It's not that the group was dominant i terms of their numbers, to be clear. They were, and I really mean this, maybe 20 people in a group of thousands. It was that they posted literally 100s of times a day, in every thread we posted, such that you could no longer read the content we normally posted. At one point, somebody registered 3-4 accounts to just Longcat.jpg in every discussion until we agreed to engage with points he had pulled from angryharry.com. It was dominant in that it shut down all discussion for a couple of days until the technology for Facebook caught up and I could boot them.

Bicyclops
Aug 27, 2004

FuturePastNow posted:


The internet is not the way it is because of anonymity. It's even worse without anonymity. People do not modify their behavior when their names are visible, that makes it even more personal.

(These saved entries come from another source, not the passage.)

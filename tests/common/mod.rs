#![allow(clippy::uninlined_format_args)]

use pikere::{Captures, Input};

/// Test that \p pattern fails to parse with default flags.
#[track_caller]
pub fn test_parse_fails(pattern: &str) {
    let res = pikere::Regex::new(pattern);
    assert!(res.is_err(), "Pattern should not have parsed: {}", pattern);
}

/// Test that \p pattern fails to parse with flags.
#[track_caller]
pub fn test_parse_fails_flags(pattern: &str, flags: &str) {
    let res = pikere::Regex::with_flags(pattern, flags);
    assert!(res.is_err(), "Pattern should not have parsed: {}", pattern);
}

/// Format a match by inserting commas between all capture groups.
/// Groups which did not participate are empty.
fn format_match(caps: &Captures) -> String {
    caps.iter()
        .map(|m| m.map_or("", |m| m.as_str()))
        .collect::<Vec<_>>()
        .join(",")
}

pub trait StringTestHelpers {
    /// "Fluent" style helper for testing that a String is equal to a str.
    fn test_eq(&self, s: &str);
}

impl StringTestHelpers for String {
    #[track_caller]
    fn test_eq(&self, rhs: &str) {
        assert_eq!(self.as_str(), rhs)
    }
}

pub trait VecTestHelpers {
    /// "Fluent" style helper for testing that a Vec<&str> is equal to a
    /// Vec<&str>.
    fn test_eq(&self, rhs: Vec<&str>);
}

impl VecTestHelpers for Vec<&str> {
    #[track_caller]
    fn test_eq(&self, rhs: Vec<&str>) {
        assert_eq!(*self, rhs)
    }
}

/// A compiled regex which remembers a TestConfig.
#[derive(Debug, Clone)]
pub struct TestCompiledRegex {
    re: pikere::Regex,
    tc: TestConfig,
}

impl TestCompiledRegex {
    /// \return the underlying regex.
    pub fn regex(&self) -> &pikere::Regex {
        &self.re
    }

    /// Search for self in \p input, returning the captures of all matches.
    pub fn matches<'t>(&self, input: &'t str) -> Vec<Captures<'t>> {
        match self.tc.api {
            Api::Iterators => self.re.captures_iter(input).collect(),
            Api::Search => self.search_all(input),
        }
    }

    /// Find every match by driving `Regex::search` directly with one cache,
    /// stepping past empty matches the way the iterators do.
    fn search_all<'t>(&self, input: &'t str) -> Vec<Captures<'t>> {
        let mut cache = self.re.create_cache();
        let mut result = Vec::new();
        let mut pos = 0;
        let mut last_end = None;
        while pos <= input.len() {
            let caps = match self.re.search(&Input::new(input).start(pos), &mut cache) {
                Ok(Some(caps)) => caps,
                Ok(None) => break,
                Err(e) => panic!("Search without a deadline failed: {}", e),
            };
            let m = caps.get(0).expect("Group 0 should always be present");
            if m.is_empty() {
                pos = m.end() + input[m.end()..].chars().next().map_or(1, char::len_utf8);
                if last_end == Some(m.end()) {
                    continue;
                }
            } else {
                pos = m.end();
            }
            last_end = Some(m.end());
            result.push(caps);
        }
        result
    }

    /// Search for self in \p input, returning the first match's captures.
    pub fn find<'t>(&self, input: &'t str) -> Option<Captures<'t>> {
        match self.tc.api {
            Api::Iterators => self.re.captures(input),
            Api::Search => self
                .re
                .search(&Input::new(input), &mut self.re.create_cache())
                .expect("Search without a deadline failed"),
        }
    }

    /// Match against a string, returning the first formatted match.
    #[track_caller]
    pub fn match1f(&self, input: &str) -> String {
        match self.find(input) {
            Some(caps) => format_match(&caps),
            None => panic!("Failed to match {}", input),
        }
    }

    /// Match against a string, returning the string of the named capture group given.
    #[track_caller]
    pub fn match1_named_group(&self, input: &str, group: &str) -> String {
        match self.find(input) {
            Some(caps) => match caps.name(group) {
                Some(m) => m.as_str().to_string(),
                None => panic!("Named capture group did not match {}", group),
            },
            None => panic!("Failed to match {}", input),
        }
    }

    /// Match against a string, returning the match as a Vec containing None
    /// for unmatched groups, or the matched strings.
    #[track_caller]
    pub fn match1_vec<'b>(&self, input: &'b str) -> Vec<Option<&'b str>> {
        let caps = self.find(input).expect("Failed to match");
        caps.iter().map(|m| m.map(|m| m.as_str())).collect()
    }

    /// Test that matching against \p input fails.
    #[track_caller]
    pub fn test_fails(&self, input: &str) {
        assert!(self.find(input).is_none(), "Should not have matched");
        assert!(!self.re.is_match(input), "is_match disagrees with find");
    }

    /// Test that matching against \p input succeeds.
    #[track_caller]
    pub fn test_succeeds(&self, input: &str) {
        assert!(self.find(input).is_some(), "Should have matched");
        assert!(self.re.is_match(input), "is_match disagrees with find");
    }

    /// Return a list of all non-overlapping total match ranges.
    pub fn match_all_ranges(&self, input: &str) -> Vec<pikere::Range> {
        self.matches(input)
            .iter()
            .filter_map(|caps| caps.get(0))
            .map(|m| m.range())
            .collect()
    }

    /// Return a list of all non-overlapping matches.
    pub fn match_all<'b>(&self, input: &'b str) -> Vec<&'b str> {
        self.matches(input)
            .iter()
            .filter_map(|caps| caps.get(0))
            .map(|m| m.as_str())
            .collect()
    }

    /// Collect all matches into a String, separated by commas.
    pub fn run_global_match(&self, input: &str) -> String {
        self.matches(input)
            .iter()
            .map(format_match)
            .collect::<Vec<String>>()
            .join(",")
    }
}

/// The ways of driving a search.
#[derive(Debug, Copy, Clone, PartialEq, Eq)]
enum Api {
    /// `captures` and `captures_iter`, with a fresh cache per call.
    Iterators,

    /// `Regex::search` with an explicit Input and a reused cache.
    Search,
}

/// Description of how to test a regex.
#[derive(Debug, Copy, Clone)]
pub struct TestConfig {
    api: Api,
}

impl TestConfig {
    /// Compile a pattern to a regex, with default flags.
    #[track_caller]
    pub fn compile(&self, pattern: &str) -> TestCompiledRegex {
        self.compilef(pattern, "")
    }

    /// Compile a pattern to a regex, with given flags.
    #[track_caller]
    pub fn compilef(&self, pattern: &str, flags_str: &str) -> TestCompiledRegex {
        let re = pikere::Regex::with_flags(pattern, flags_str);
        match re {
            Ok(re) => TestCompiledRegex { re, tc: *self },
            Err(e) => panic!(
                "Failed to parse! flags: {} pattern: {}, error: {}",
                flags_str, pattern, e
            ),
        }
    }

    /// Test that \p pattern and \p flags successfully parses, and matches
    /// \p input.
    #[track_caller]
    pub fn test_match_succeeds(&self, pattern: &str, flags_str: &str, input: &str) {
        let cr = self.compilef(pattern, flags_str);
        cr.test_succeeds(input)
    }

    /// Test that \p pattern and \p flags successfully parses, and does not
    /// match \p input.
    #[track_caller]
    pub fn test_match_fails(&self, pattern: &str, flags_str: &str, input: &str) {
        let cr = self.compilef(pattern, flags_str);
        cr.test_fails(input)
    }
}

/// Invoke \p F with each test config, in turn.
pub fn test_with_configs<F>(func: F)
where
    F: Fn(TestConfig),
{
    func(TestConfig { api: Api::Iterators });
    func(TestConfig { api: Api::Search });
}
//! Parser from regex patterns to IR

use crate::api;
use crate::charclasses;
use crate::codepointset::{CodePointSet, Interval};
use crate::folds;
use crate::ir;
use crate::types::{
    BracketContents, CaptureGroupID, CharacterClassType, ClassEscape, MAX_CAPTURE_GROUPS,
    MAX_NESTING, MAX_REPEAT,
};
use std::fmt;
use std::iter::Peekable;
use std::str::CharIndices;

/// The stage at which an error was detected.
#[derive(Debug, Copy, Clone, PartialEq, Eq)]
pub enum ErrorKind {
    /// The pattern is malformed.
    Parse,

    /// The pattern is well formed but could not be compiled, e.g. because the
    /// program would be too large.
    Compile,

    /// A replacement template refers to a group that does not exist.
    Template,
}

/// Represents an error encountered during regex compilation.
/// The text contains a human-readable error message.
#[derive(Debug, Clone, PartialEq, Eq)]
pub struct Error {
    pub kind: ErrorKind,
    pub text: String,

    /// Byte offset into the pattern (or template) where the error was found.
    /// Always present for parse errors.
    pub offset: Option<usize>,
}

impl Error {
    pub(crate) fn new<S: ToString>(kind: ErrorKind, text: S, offset: Option<usize>) -> Error {
        Error {
            kind,
            text: text.to_string(),
            offset,
        }
    }
}

impl fmt::Display for Error {
    fn fmt(&self, f: &mut fmt::Formatter) -> fmt::Result {
        f.write_str(&self.text)?;
        if let Some(offset) = self.offset {
            write!(f, " at offset {}", offset)?;
        }
        Ok(())
    }
}

impl std::error::Error for Error {}

enum ClassAtom {
    CodePoint(char),
    CharacterClass {
        class_type: CharacterClassType,
        positive: bool,
    },
}

fn error<T>(offset: usize, text: &str) -> Result<T, Error> {
    Err(Error::new(ErrorKind::Parse, text, Some(offset)))
}

fn make_cat(mut nodes: Vec<ir::Node>) -> ir::Node {
    if nodes.len() > 1 {
        return ir::Node::Cat(nodes);
    }
    nodes.pop().unwrap_or(ir::Node::Empty)
}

I respect your experience here, but the moment people had to post with their real names in the Feminist Group, things changed. There was one individual posting under a pseudonym who followed a rape victim around demanding that, if she were really raped, she would tell her whole story. This was back when Facebook required a .edu address, and he would not have posted what he did otherwise, as openly stated by him, for fear of retaliation from university administration. There's a discussion to be had about what's too far in terms of "outrage culture," maybe, which could be related to the left turning against itself, vendettas, doxxing, and the like, but having your identity tied to what your write does make a lot of people adjust what they say - at the very least, they aren't flat-out going to drop the N-word if they're students or if they work for a corporation which has a brand to maintain.

Owlofcreamcheese
May 22, 2005
Probation
Can't post for 9 years!
Buglord

Jeffrey of YOSPOS posted:

In a universe where the far right were actually dominant on the internet, this story would be about how it took facebook a few days to ban feminists from your group. You are not describing a dominant group.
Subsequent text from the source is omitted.